#### [TASK BRIEF]
Here are some records. Copy each one exactly.
──────
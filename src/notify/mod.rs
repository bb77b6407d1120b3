//! Change notifications.
//!
//! After each refresh, [`NotifyService`] computes the [`Diff`] between the previous and the new
//! flag set and hands it to every configured [`Notifier`] on its own thread.
use std::sync::{Arc, Condvar, Mutex, PoisonError};

use crate::{
    flag::{Diff, FlagSet},
    Result,
};

mod local;
mod webhook;

pub use local::LogNotifier;
pub use webhook::WebhookNotifier;

/// A sink for flag set changes.
pub trait Notifier {
    fn notify(&self, diff: &Diff) -> Result<()>;
}

impl<T: Fn(&Diff) -> Result<()>> Notifier for T {
    fn notify(&self, diff: &Diff) -> Result<()> {
        self(diff)
    }
}

/// Counts deliveries that have not finished yet.
#[derive(Default)]
struct InFlight {
    count: Mutex<usize>,
    idle: Condvar,
}

impl InFlight {
    fn start(self: &Arc<Self>) -> InFlightGuard {
        *self.count.lock().unwrap_or_else(PoisonError::into_inner) += 1;
        InFlightGuard(self.clone())
    }

    fn wait(&self) {
        let mut count = self.count.lock().unwrap_or_else(PoisonError::into_inner);
        while *count > 0 {
            count = self
                .idle
                .wait(count)
                .unwrap_or_else(PoisonError::into_inner);
        }
    }
}

/// Marks one delivery finished when dropped, including when the delivery panicked or its
/// thread never started.
struct InFlightGuard(Arc<InFlight>);

impl Drop for InFlightGuard {
    fn drop(&mut self) {
        let mut count = self.0.count.lock().unwrap_or_else(PoisonError::into_inner);
        *count -= 1;
        if *count == 0 {
            self.0.idle.notify_all();
        }
    }
}

/// Dispatches flag set changes to notifiers.
pub struct NotifyService {
    notifiers: Vec<Arc<dyn Notifier + Send + Sync>>,
    in_flight: Arc<InFlight>,
}

impl NotifyService {
    pub fn new(notifiers: Vec<Arc<dyn Notifier + Send + Sync>>) -> NotifyService {
        NotifyService {
            notifiers,
            in_flight: Arc::new(InFlight::default()),
        }
    }

    /// Notify every sink of the changes between `old` and `new`. Does nothing when the two sets
    /// are equal.
    ///
    /// Returns immediately. Delivery failures are logged.
    pub fn notify(&self, old: &FlagSet, new: &FlagSet) {
        let diff = Diff::between(old, new);
        if !diff.has_diff() {
            return;
        }
        let diff = Arc::new(diff);

        for notifier in &self.notifiers {
            let guard = self.in_flight.start();
            let notifier = notifier.clone();
            let diff = diff.clone();
            let spawned = std::thread::Builder::new()
                .name("flagserve-notify".to_owned())
                .spawn(move || {
                    let _guard = guard;
                    if let Err(err) = notifier.notify(&diff) {
                        log::error!(target: "flagserve", "notify service failed to send message: {}", err);
                    }
                });
            if let Err(err) = spawned {
                log::error!(target: "flagserve", "failed to start notification thread: {}", err);
            }
        }
    }

    /// Block until every delivery started so far has finished.
    pub fn close(&self) {
        self.in_flight.wait();
    }
}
──────
#### [ANSWER TO THIS PROBLEM]
filename src/notify/mod.rs
repository bb77b6407d1120b3
//! Change notifications.
//!
//! After each refresh, [`NotifyService`] computes the [`Diff`] between the previous and the new
//! flag set and hands it to every configured [`Notifier`] on its own thread.
use std::sync::{Arc, Condvar, Mutex, PoisonError};

use crate::{
    flag::{Diff, FlagSet},
    Result,
};

mod local;
mod webhook;

pub use local::LogNotifier;
pub use webhook::WebhookNotifier;

/// A sink for flag set changes.
pub trait Notifier {
    fn notify(&self, diff: &Diff) -> Result<()>;
}

impl<T: Fn(&Diff) -> Result<()>> Notifier for T {
    fn notify(&self, diff: &Diff) -> Result<()> {
        self(diff)
    }
}

/// Counts deliveries that have not finished yet.
#[derive(Default)]
struct InFlight {
    count: Mutex<usize>,
    idle: Condvar,
}

impl InFlight {
    fn start(self: &Arc<Self>) -> InFlightGuard {
        *self.count.lock().unwrap_or_else(PoisonError::into_inner) += 1;
        InFlightGuard(self.clone())
    }

    fn wait(&self) {
        let mut count = self.count.lock().unwrap_or_else(PoisonError::into_inner);
        while *count > 0 {
            count = self
                .idle
                .wait(count)
                .unwrap_or_else(PoisonError::into_inner);
        }
    }
}

/// Marks one delivery finished when dropped, including when the delivery panicked or its
/// thread never started.
struct InFlightGuard(Arc<InFlight>);

impl Drop for InFlightGuard {
    fn drop(&mut self) {
        let mut count = self.0.count.lock().unwrap_or_else(PoisonError::into_inner);
        *count -= 1;
        if *count == 0 {
            self.0.idle.notify_all();
        }
    }
}

/// Dispatches flag set changes to notifiers.
pub struct NotifyService {
    notifiers: Vec<Arc<dyn Notifier + Send + Sync>>,
    in_flight: Arc<InFlight>,
}

impl NotifyService {
    pub fn new(notifiers: Vec<Arc<dyn Notifier + Send + Sync>>) -> NotifyService {
        NotifyService {
            notifiers,
            in_flight: Arc::new(InFlight::default()),
        }
    }

    /// Notify every sink of the changes between `old` and `new`. Does nothing when the two sets
    /// are equal.
    ///
    /// Returns immediately. Delivery failures are logged.
    pub fn notify(&self, old: &FlagSet, new: &FlagSet) {
        let diff = Diff::between(old, new);
        if !diff.has_diff() {
            return;
        }
        let diff = Arc::new(diff);

        for notifier in &self.notifiers {
            let guard = self.in_flight.start();
            let notifier = notifier.clone();
            let diff = diff.clone();
            let spawned = std::thread::Builder::new()
                .name("flagserve-notify".to_owned())
                .spawn(move || {
                    let _guard = guard;
                    if let Err(err) = notifier.notify(&diff) {
                        log::error!(target: "flagserve", "notify service failed to send message: {}", err);
                    }
                });
            if let Err(err) = spawned {
                log::error!(target: "flagserve", "failed to start notification thread: {}", err);
            }
        }
    }

    /// Block until every delivery started so far has finished.
    pub fn close(&self) {
        self.in_flight.wait();
    }
}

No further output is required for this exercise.